Per il Venerdì Santo si attende il miracolo della Sacra Spina

  • In BARI
  • mar 22 Marzo 2016
Per il Venerdì Santo si attende il miracolo della Sacra Spina

Nelle città di Andria e Bari un evento eccezionale per diversi motivi

BARI - Il 25 marzo, che quest'anno coincide con il Venerdì Santo, per la Chiesa è una data importante poiché celebra la memoria dell'Annunciazione. Ed è in questa particolare coincidenza che il popolo fedele di Bari attende il prodigio della Sacra Spina. Il sangue di cui è macchiata la Sacra Spina si ravviva di colore. La reliquia è una delle 995 presenti in tutta Italia. Un'altra è conservata ad Andria.

La Sacra Spina della Corona di Cristo, conservata nella “Cappella delle Reliquie” della Basilica di San Nicola, fu donata nel 1301 da Carlo II d’Angiò, nipote di San Luigi IX, per maggiormente colmare di benefici la Chiesa del Santo, verso il quale egli nutriva particolare devozione. La stessa apparterrebbe alle insigni Reliquie della Passione che il Santo Re di Francia nel 1239 aveva portato dalla Terra Santa a Parigi, edificando per loro il culto della “Sainte Chapelle”. Insieme con i Libri Liturgici essa è testimone del rito parigino che Carlo II aveva instaurato nella Basilica di San Nicola sua “Cappella Regia”.

La tradizione vuole che il verificarsi o meno del prodigio venga ufficialmente constatato da un notaio e da una commissione di esperti, come già avvenuto negli anni 1842, 1853, 1864, 1910, 1921, 1932, 2005. Il prodigio dovrebbe verificarsi il 25 marzo di quest’anno 2016. Il reliquiario di Carlo d’Angiò in cui era custodita la Sacra Spina, fu trasformato nei primi anni del XVII sec. e corredato nel 1856 di una bella base dal conte Massenzio Filo.

Per tale evento la Diocesi di Bari e la Basilica di San Nicola hanno preparato un programma che prevede la mattina letture e lodi mattutine, solenne esposizione della reliquia, recita solenne dell'Angelus e del Santo Rosario. La sera alle ore 18.30 la Celebrazione della Passione del Signore ed alle ore 22.30 la reposizione della Sacra Spina nella Cappella delle Reliquie

Stesso miracolo è atteso ad Andria dove è custodita gelosamente un'altra Sacra Spina. Un prodigio che secondo gli esperti si compirà nuovamente solo nel 2157. Un avvenimento più unico che raro. A differenza della Sacra Spina custodita a Bari, quella riporta più macchie di sangue. L'ultimo miracolo nella città federiciana si è registrato nel 2005. In tale occasione oltre a ravvivarsi il sangue, la Sacra Spina assunse una conformazione ricca di peluria e con una gocciolina di sangue che tentò di fuoriuscire prima di rientrare all'estremità. Un prodigio diverso dal solito che, nel ricordo del 1932, ultima volta in cui la sacra reliquia aveva compiuto il miracolo, era ormai affidato a pochi superstiti di quel periodo. La Spina, appartenuta alla corona che fu posta sul capo di Gesù di Nazareth, ha manifestato tredici volte il prodigio a partire dal 1633, la prima data in cui un atto notarile attesta il reale avvenimento del fenomeno. La corona di spine è stata negli anni divisa e dispersa in tutto il mondo, da Costantinopoli alla Francia, ma poche sono le reliquie esistenti di cui è possibile, con certezza, affermare l'originale provenienza.

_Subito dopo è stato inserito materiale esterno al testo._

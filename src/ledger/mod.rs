// SPDX-License-Identifier: AGPL-3.0-or-later
//
// Copyright (C) 2026 Relational Network

//! Stellar ledger integration.
//!
//! This module provides:
//! - Network context selection (test / public) and endpoints
//! - The key pair abstraction consumed by the account manager
//! - A Horizon client for balances and friendbot funding

pub mod client;
pub mod keypair;
pub mod types;

pub use client::{HorizonClient, HorizonError};
pub use keypair::{KeyPair, KeyPairError, StellarKeyPair};
pub use types::*;
// SPDX-License-Identifier: AGPL-3.0-or-later
//
// Copyright (C) 2026 Relational Network

//! # Runtime Configuration
//!
//! Environment variable names, defaults and the [`ServiceConfig`] loaded from
//! them at startup.
//!
//! ## Environment Variables
//!
//! | Variable | Description | Default |
//! |----------|-------------|---------|
//! | `DATA_DIR` | Root directory for settings storage | `./data` |
//! | `HOST` | Server bind address | `127.0.0.1` |
//! | `PORT` | Server bind port | `8080` |
//! | `STELLAR_NETWORK` | Initial network context (`test` or `public`) | `test` |
//! | `SAVE_DEBOUNCE_MS` | Debounce window for account list writes | `100` |
//! | `BALANCE_REFRESH_SECS` | Balance refresh interval, `0` disables | `60` |
//! | `SETTINGS_POLL_SECS` | Poll interval for external settings edits | `2` |
//! | `HORIZON_TESTNET_URL` | Horizon endpoint for the test network | SDF testnet |
//! | `HORIZON_PUBLIC_URL` | Horizon endpoint for the public network | SDF pubnet |
//! | `FRIENDBOT_URL` | Friendbot endpoint (test network) | SDF friendbot |
//! | `LOG_FORMAT` | Logging format (`json` or `pretty`) | `pretty` |
//! | `RUST_LOG` | Log level filter | `info` |

use std::env;
use std::path::PathBuf;
use std::time::Duration;

use crate::accounts::ServiceOptions;
use crate::ledger::NetworkContext;
use crate::storage::paths::DATA_ROOT;

/// Environment variable name for the settings data directory.
pub const DATA_DIR_ENV: &str = "DATA_DIR";
pub const HOST_ENV: &str = "HOST";
pub const PORT_ENV: &str = "PORT";
/// Initial network context; can be switched at runtime through the API.
pub const STELLAR_NETWORK_ENV: &str = "STELLAR_NETWORK";
pub const SAVE_DEBOUNCE_MS_ENV: &str = "SAVE_DEBOUNCE_MS";
pub const BALANCE_REFRESH_SECS_ENV: &str = "BALANCE_REFRESH_SECS";
pub const SETTINGS_POLL_SECS_ENV: &str = "SETTINGS_POLL_SECS";
pub const HORIZON_TESTNET_URL_ENV: &str = "HORIZON_TESTNET_URL";
pub const HORIZON_PUBLIC_URL_ENV: &str = "HORIZON_PUBLIC_URL";
pub const FRIENDBOT_URL_ENV: &str = "FRIENDBOT_URL";
pub const LOG_FORMAT_ENV: &str = "LOG_FORMAT";

pub const DEFAULT_HOST: &str = "127.0.0.1";
pub const DEFAULT_PORT: u16 = 8080;
pub const DEFAULT_BALANCE_REFRESH_SECS: u64 = 60;
pub const DEFAULT_SETTINGS_POLL_SECS: u64 = 2;

/// Service configuration resolved from the environment.
#[derive(Debug, Clone)]
pub struct ServiceConfig {
    pub data_dir: PathBuf,
    pub host: String,
    pub port: u16,
    pub network: NetworkContext,
    /// `None` disables the background balance refresh.
    pub balance_refresh: Option<Duration>,
    pub settings_poll: Duration,
    pub json_logs: bool,
    pub service: ServiceOptions,
}

impl Default for ServiceConfig {
    fn default() -> Self {
        Self {
            data_dir: PathBuf::from(DATA_ROOT),
            host: DEFAULT_HOST.to_string(),
            port: DEFAULT_PORT,
            network: NetworkContext::Test,
            balance_refresh: Some(Duration::from_secs(DEFAULT_BALANCE_REFRESH_SECS)),
            settings_poll: Duration::from_secs(DEFAULT_SETTINGS_POLL_SECS),
            json_logs: false,
            service: ServiceOptions::default(),
        }
    }
}

impl ServiceConfig {
    /// Load from the process environment.
    pub fn from_env() -> Result<Self, String> {
        Self::from_lookup(|name| env::var(name).ok())
    }

    /// Load from an arbitrary variable lookup (used by tests).
    pub fn from_lookup<F>(lookup: F) -> Result<Self, String>
    where
        F: Fn(&str) -> Option<String>,
    {
        let defaults = Self::default();
        let var = |name: &str| lookup(name).filter(|v| !v.trim().is_empty());

        let network = match var(STELLAR_NETWORK_ENV) {
            Some(raw) => raw.parse()?,
            None => defaults.network,
        };

        let port = parse_number(&var, PORT_ENV, u64::from(defaults.port))?;
        let port = u16::try_from(port).map_err(|_| format!("{PORT_ENV} out of range: {port}"))?;

        let save_delay_ms = parse_number(
            &var,
            SAVE_DEBOUNCE_MS_ENV,
            defaults.service.save_delay.as_millis() as u64,
        )?;
        let refresh_secs =
            parse_number(&var, BALANCE_REFRESH_SECS_ENV, DEFAULT_BALANCE_REFRESH_SECS)?;
        let poll_secs = parse_number(&var, SETTINGS_POLL_SECS_ENV, DEFAULT_SETTINGS_POLL_SECS)?;

        let service = ServiceOptions {
            save_delay: Duration::from_millis(save_delay_ms),
            horizon_testnet_url: var(HORIZON_TESTNET_URL_ENV)
                .unwrap_or(defaults.service.horizon_testnet_url),
            horizon_public_url: var(HORIZON_PUBLIC_URL_ENV)
                .unwrap_or(defaults.service.horizon_public_url),
            friendbot_url: var(FRIENDBOT_URL_ENV).unwrap_or(defaults.service.friendbot_url),
        };

        Ok(Self {
            data_dir: var(DATA_DIR_ENV)
                .map(PathBuf::from)
                .unwrap_or(defaults.data_dir),
            host: var(HOST_ENV).unwrap_or(defaults.host),
            port,
            network,
            balance_refresh: (refresh_secs > 0).then(|| Duration::from_secs(refresh_secs)),
            settings_poll: Duration::from_secs(poll_secs.max(1)),
            json_logs: var(LOG_FORMAT_ENV)
                .map(|f| f.eq_ignore_ascii_case("json"))
                .unwrap_or(false),
            service,
        })
    }
}

fn parse_number<F>(var: &F, name: &str, default: u64) -> Result<u64, String>
where
    F: Fn(&str) -> Option<String>,
{
    match var(name) {
        Some(raw) => raw
            .trim()
            .parse()
            .map_err(|_| format!("{name} must be a non-negative integer, got `{raw}`")),
        None => Ok(default),
    }
}

#[cfg(test)]
mod tests {
    use super::*;
    use std::collections::HashMap;

    fn config_from(vars: &[(&str, &str)]) -> Result<ServiceConfig, String> {
        let map: HashMap<String, String> = vars
            .iter()
            .map(|(k, v)| (k.to_string(), v.to_string()))
            .collect();
        ServiceConfig::from_lookup(|name| map.get(name).cloned())
    }

    #[test]
    fn defaults_when_environment_is_empty() {
        let config = config_from(&[]).unwrap();
        assert_eq!(config.data_dir, PathBuf::from("./data"));
        assert_eq!(config.port, 8080);
        assert_eq!(config.network, NetworkContext::Test);
        assert_eq!(config.service.save_delay, Duration::from_millis(100));
        assert_eq!(config.balance_refresh, Some(Duration::from_secs(60)));
        assert!(!config.json_logs);
    }

    #[test]
    fn reads_overrides() {
        let config = config_from(&[
            ("DATA_DIR", "/var/lib/wallet"),
            ("PORT", "9000"),
            ("STELLAR_NETWORK", "public"),
            ("SAVE_DEBOUNCE_MS", "250"),
            ("BALANCE_REFRESH_SECS", "0"),
            ("HORIZON_PUBLIC_URL", "https://horizon.example.org"),
            ("LOG_FORMAT", "JSON"),
        ])
        .unwrap();

        assert_eq!(config.data_dir, PathBuf::from("/var/lib/wallet"));
        assert_eq!(config.port, 9000);
        assert_eq!(config.network, NetworkContext::Public);
        assert_eq!(config.service.save_delay, Duration::from_millis(250));
        assert_eq!(config.balance_refresh, None);
        assert_eq!(config.service.horizon_public_url, "https://horizon.example.org");
        assert!(config.json_logs);
    }

    #[test]
    fn rejects_invalid_values() {
        assert!(config_from(&[("PORT", "99999")]).is_err());
        assert!(config_from(&[("SAVE_DEBOUNCE_MS", "soon")]).is_err());
        assert!(config_from(&[("STELLAR_NETWORK", "fuji")]).is_err());
    }
}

Quella conservata nel Capitolo di Andria ha una storia molto travagliata, ma notevoli storici e canonici, ne hanno attestato la reale autenticità con studi dettagliati e precisi. Le rilevazioni storiche riportano la Sacra Spina donata ad Andria nel 1308 da Beatrice d'Angiò, figlia del re di Sicilia Carlo II, come ricompensa ai cittadini andriesi per la coriacea fedeltà dimostrata al sovrano. Di particolare interesse la rivisitazione dei vari prodigi della Sacra Spina, conservata in un ostensorio originariamente ricco e finemente lavorato; nei secoli la reliquia ha riacceso la smarrita adorazione popolare, con il miracolo coinciso sempre con particolari situazioni riguardanti la città ed il comprensorio.